Bipartisan support exists to pass legislation protecting children online. Last year, a number of bills related to the subject were introduced with the support of lawmakers from both sides of the aisle. The Children’s and Teens Online Privacy Protection Act The Kids Online Safety Act.

This legislation would have increased federal protections for young users’ activities via digital platforms. The first bill establishes rules regarding data sharing. Another bill would require apps create more safety measures for users younger than 16 years old. It would also provide parental supervision tools, and channels to report any harm. These bills would have been among the first to update online children’s protections since 1998.
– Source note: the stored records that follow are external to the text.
#[cfg(test)]
mod tests {
    extern crate std;

    use super::{Scope, ScopeInner};
    use crate::{errors::ScopeErrorKind, Context, InstantiateErrorKind, Key, Registry, ResolveErrorKind};

    use alloc::{
        format,
        string::{String, ToString as _},
        sync::Arc,
    };
    use core::sync::atomic::{AtomicU8, Ordering};
    use tracing_test::traced_test;

    struct Config;
    struct Session(Arc<Config>);
    struct Request(#[allow(dead_code)] Arc<Session>);

    const CONFIG: Key<Config> = Key::new("config");
    const SESSION: Key<Session> = Key::new("session");
    const REQUEST: Key<Request> = Key::new("request");

    fn registry(instantiator_call_count: Arc<AtomicU8>) -> Registry {
        Registry::builder()
            .singleton(&CONFIG, move |_| {
                instantiator_call_count.fetch_add(1, Ordering::SeqCst);
                Ok(Config)
            })
            .scoped(&SESSION, |resolver| Ok(Session(resolver.resolve(&CONFIG)?)))
            .transient(&REQUEST, |resolver| Ok(Request(resolver.resolve(&SESSION)?)))
            .build()
            .unwrap()
    }

    #[test]
    #[traced_test]
    fn test_lifetimes() {
        let instantiator_call_count = Arc::new(AtomicU8::new(0));
        let root = Scope::new(registry(instantiator_call_count.clone()));
        let child = root.create_child("child").unwrap();

        let config = child.resolve(&CONFIG).unwrap();
        assert!(Arc::ptr_eq(&config, &root.resolve(&CONFIG).unwrap()));
        assert_eq!(instantiator_call_count.load(Ordering::SeqCst), 1);

        let session = child.resolve(&SESSION).unwrap();
        assert!(Arc::ptr_eq(&session, &child.resolve(&SESSION).unwrap()));
        assert!(!Arc::ptr_eq(&session, &root.resolve(&SESSION).unwrap()));
        assert!(Arc::ptr_eq(&session.0, &config));

        assert!(!Arc::ptr_eq(&child.resolve(&REQUEST).unwrap(), &child.resolve(&REQUEST).unwrap()));

        assert_eq!(root.singleton_keys(), ["config", "session"]);
        assert_eq!(child.cached_keys(), ["session"]);
        assert_eq!(child.singleton_keys(), root.cached_keys());
    }

    #[test]
    #[traced_test]
    fn test_factory_error() {
        const FAILING: Key<Config> = Key::new("failing");

        let root = Scope::new(
            Registry::builder()
                .scoped(&FAILING, |_| Err(InstantiateErrorKind::Custom(anyhow::anyhow!("boom"))))
                .scoped(&SESSION, |resolver| Ok(Session(resolver.resolve(&FAILING)?)))
                .build()
                .unwrap(),
        );

        assert!(matches!(
            root.resolve(&FAILING),
            Err(ResolveErrorKind::Instantiate(InstantiateErrorKind::Custom(_)))
        ));
        assert!(matches!(
            root.resolve(&SESSION),
            Err(ResolveErrorKind::Instantiate(InstantiateErrorKind::Custom(_)))
        ));
        assert!(root.cached_keys().is_empty());
    }

    #[test]
    #[traced_test]
    fn test_nested_resolve_error_kept() {
        let root = Scope::new(
            Registry::builder()
                .scoped(&SESSION, |resolver| Ok(Session(resolver.resolve(&CONFIG)?)))
                .build()
                .unwrap(),
        );

        assert!(matches!(
            root.resolve(&SESSION),
            Err(ResolveErrorKind::NotRegistered { key: "config" })
        ));
    }

    #[test]
    #[traced_test]
    fn test_explicit_keys() {
        let root = Scope::new(registry(Arc::new(AtomicU8::new(0))));
        let mut context = Context::new();
        context.insert(&CONFIG, Config);

        let child = root.enter("child").with_context(context).build().unwrap();

        assert_eq!(child.explicit_keys(), ["config"]);
        assert!(root.explicit_keys().is_empty());
        assert!(child.remove_explicit_instance(&CONFIG).is_some());
        assert!(child.explicit_keys().is_empty());
    }

    #[test]
    #[traced_test]
    fn test_tree_links() {
        let root = Scope::new(registry(Arc::new(AtomicU8::new(0))));
        let child = root.create_child("child").unwrap();
        let grandchild = child.create_child("grandchild").unwrap();

        assert!(root.is_root());
        assert!(!child.is_root());
        assert_eq!(root.children_len(), 1);
        assert!(grandchild.parent().unwrap().ptr_eq(&child));
        assert_eq!(grandchild.label(), "grandchild");

        child.dispose().unwrap();

        assert_eq!(root.children_len(), 0);
        assert!(grandchild.is_disposed());
        assert!(matches!(
            child.create_child("late"),
            Err(ScopeErrorKind::UseAfterDispose { .. })
        ));
        assert!(child.set_explicit_instance(&CONFIG, Config).is_err());
        assert!(matches!(
            grandchild.resolve(&CONFIG),
            Err(ResolveErrorKind::UseAfterDispose { .. })
        ));
    }

    #[test]
    #[traced_test]
    fn test_thread_safe() {
        fn impl_bounds<T: Send + Sync + 'static>() {}

        impl_bounds::<(Scope, ScopeInner)>();

        let instantiator_call_count = Arc::new(AtomicU8::new(0));
        let root = Scope::new(registry(instantiator_call_count.clone()));

        let handles = (0..4)
            .map(|_| {
                let root = root.clone();
                std::thread::spawn(move || root.resolve(&CONFIG).unwrap())
            })
            .collect::<alloc::vec::Vec<_>>();
        let configs = handles
            .into_iter()
            .map(|handle| handle.join().unwrap())
            .collect::<alloc::vec::Vec<_>>();

        assert!(configs.iter().all(|config| Arc::ptr_eq(config, &configs[0])));
        assert_eq!(instantiator_call_count.load(Ordering::SeqCst), 1);
    }
}
use alloc::sync::Arc;
use tracing::debug;

use crate::{any::AnyInstance, errors::InstantiateErrorKind, resolver::Resolver};

/// Factory of a registered key.
///
/// Gets the [`Resolver`] of the scope that requested the instance,
/// closures `Fn(&Resolver) -> Result<T, InstantiateErrorKind>` implement it.
pub trait Instantiator<T>: Send + Sync + 'static {
    fn instantiate(&self, resolver: &Resolver<'_>) -> Result<T, InstantiateErrorKind>;
}

impl<F, T> Instantiator<T> for F
where
    F: Fn(&Resolver<'_>) -> Result<T, InstantiateErrorKind> + Send + Sync + 'static,
{
    #[inline]
    fn instantiate(&self, resolver: &Resolver<'_>) -> Result<T, InstantiateErrorKind> {
        self(resolver)
    }
}

pub(crate) type BoxedInstantiator = Arc<dyn Fn(&Resolver<'_>) -> Result<AnyInstance, InstantiateErrorKind> + Send + Sync>;

#[must_use]
pub(crate) fn boxed_instantiator<T, Inst>(instantiator: Inst) -> BoxedInstantiator
where
    T: Send + Sync + 'static,
    Inst: Instantiator<T>,
{
    Arc::new(move |resolver: &Resolver<'_>| -> Result<AnyInstance, InstantiateErrorKind> {
        let instance = instantiator.instantiate(resolver)?;

        debug!("Instantiated");

        Ok(Arc::new(instance))
    })
}

/// Factory that hands out clones of a ready value
#[inline]
#[must_use]
pub fn instance<T>(value: T) -> impl Fn(&Resolver<'_>) -> Result<T, InstantiateErrorKind> + Send + Sync + 'static
where
    T: Clone + Send + Sync + 'static,
{
    move |_: &Resolver<'_>| Ok(value.clone())
}
use crate::lifetime::Lifetime;

#[derive(thiserror::Error, Debug, PartialEq, Eq)]
pub enum RegistryErrorKind {
    #[error("Key `{key}` already registered as {registered}, can't register it as {attempted}")]
    LifetimeConflict {
        key: &'static str,
        registered: Lifetime,
        attempted: Lifetime,
    },
    #[error("Key `{key}` already registered for `{registered}`, can't register it for `{attempted}`")]
    TypeConflict {
        key: &'static str,
        registered: &'static str,
        attempted: &'static str,
    },
    #[error("Finalizer for key `{key}` can't be added, because {lifetime} instances aren't owned by any scope")]
    FinalizerNotApplicable { key: &'static str, lifetime: Lifetime },
    #[error("Finalizer for key `{key}` added, but the key isn't registered")]
    FinalizerWithoutRegistration { key: &'static str },
    #[error("Field `{field}` declared for `{owner}`, but the owner isn't registered")]
    DescriptorWithoutOwner { owner: &'static str, field: &'static str },
}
These bills were supported by both parties and passed out of committee. However, they did not receive a vote on the floor due to fierce opposition from the industry. However, Sen. Dick Durbin (D-IL)Chairman of the Senate Judiciary Committee,, believes that lawmakers could reach an accord during this session.

Drug sentencing reform

Legislation to eliminate federal crack cocaine sentencing disparity might gain traction during this session. Sens. Cory Booker (D–NJ) Dick Durbin (D–NJ) and Reps. Hakeem Jeffries (D-NY) Kelly Armstrong (R-ND), introduced legislation recently that would close the gap between crack and powder cocaine sentences, and would apply it retroactively for those already convicted.

A similar bill was passed by the House last session with strong bipartisan support. It was also supported by Kevin McCarthy (R. CA), now-Speaker. However, it failed to pass the Senate. It is possible that the measure will gain momentum in this session.


Both chambers are having discussions about how to regulate cryptocurrencies. In an effort to create a regulatory framework, Sen. Sherrod (D-OH), who is the chairman of Senate Banking Committee, wrote a letter last year to Treasury Secretary Janet Yellen.

Senator Elizabeth Warren (D.MA), is trying to gain support behind a bill which would have broad implications for industry. The bill would include tougher anti money laundering restrictions and require that more crypto providers verify customers identities. Senator Elizabeth Warren (D-Massachusetts) is working together with Sen. Roger Marshall, R-KS, to recruit more conservatives and progressives.

January was a busy month for the Biden administration Appelled for Congress’s increased efforts To regulate the cryptocurrency market. Officials warned that it would be a “grave mistake” To pass legislation that would strengthen ties between traditional and crypto finance.


Bills that must be passed

The list of bills that lawmakers must address is endless. For example, they must increase the nation’s borrowing limit. According to the Bipartisan Policy Centre, the federal government could reach its statutory limit of debt by the early fall or summer 2023. Legislators must also pass funding for government beyond September, including a Federal Aviation Administration renewal and the farm bill.